A 49-kDa mini-lipoxygenase from Anabaena sp. PCC 7120 retains catalytically complete functionality

Abstract

Anabaena sp. PCC 7120 is one of the few prokaryotes harboring a lipoxygenase (LOX) gene. The sequence resides in an open reading frame encoding a fusion protein of a catalase-like hemoprotein with an unusually short LOX (approximately 49 kDa) at the C terminus. The recombinant mini-LOX contains a non-heme iron in the active site and is highly active with linoleic and alpha-linolenic acids (which occur naturally in Anabaena) giving the respective 9R-hydroperoxides, the mirror image of the 9S-LOX products of plants.

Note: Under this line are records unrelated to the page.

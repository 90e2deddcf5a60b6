use std::path::Path;
use std::sync::{Arc, Mutex, MutexGuard};

use async_trait::async_trait;
use chrono::NaiveDate;
use rusqlite::types::Type;
use rusqlite::{params, Connection, OptionalExtension, Row};
use tracing::debug;

use crate::error::PersistenceError;
use crate::gateway::{GatewayResult, PersistenceGateway};
use crate::models::{
    BadgeId, EngagementState, NewReview, NewStudyUnit, ReviewKind, ReviewRecord, Semester,
    StudyUnit, Topic, TopicKind,
};

type Result<T> = std::result::Result<T, PersistenceError>;

const REVIEW_COLUMNS: &str =
    "r.id, r.topic_id, r.grade, r.scheduled_date, r.completed_date, r.interval_days, r.completed, r.kind";

const UNIT_COLUMNS: &str =
    "id, name, color, year, semester, exam_date, pre_exam_days, continuous_assessment, active";

/// Handle to the SQLite store. Clones share one connection.
#[derive(Clone)]
pub struct Database {
    conn: Arc<Mutex<Connection>>,
}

Using stereospecifically labeled [11-(3)H]linoleic acids we show that reaction is catalyzed via a typical antarafacial relationship of initial hydrogen abstraction and oxygenation. The mini-LOX oxygenated C16/C18:2-phosphatidylcholine with 9R specificity, suggesting a "tail first" mode of fatty acid binding. Site-directed mutagenesis of an active site Ala (Ala215), typically conserved as Gly in R-LOX, revealed that substitution with Gly retained 9R specificity, whereas the larger Val substitution switched oxygenation to 13S, implying that Ala215 represents the functional equivalent of the Gly in other R-LOX. Metabolism studies using a synthetic fatty acid with extended double bond conjugation, 9E,11Z,14Z-20:3omega6, showed that the mini-LOX can control oxygenation two positions further along the fatty acid carbon chain. We conclude that the mini-LOX, despite lacking the beta-barrel domain and much additional sequence, is catalytically complete. Interestingly, animal and plant LOX, which undoubtedly share a common ancestor, are related in sequence only in the catalytic domain; it is possible that the prokaryotic LOX represents a common link and that the beta-barrel domain was then acquired independently in the animal and plant kingdoms.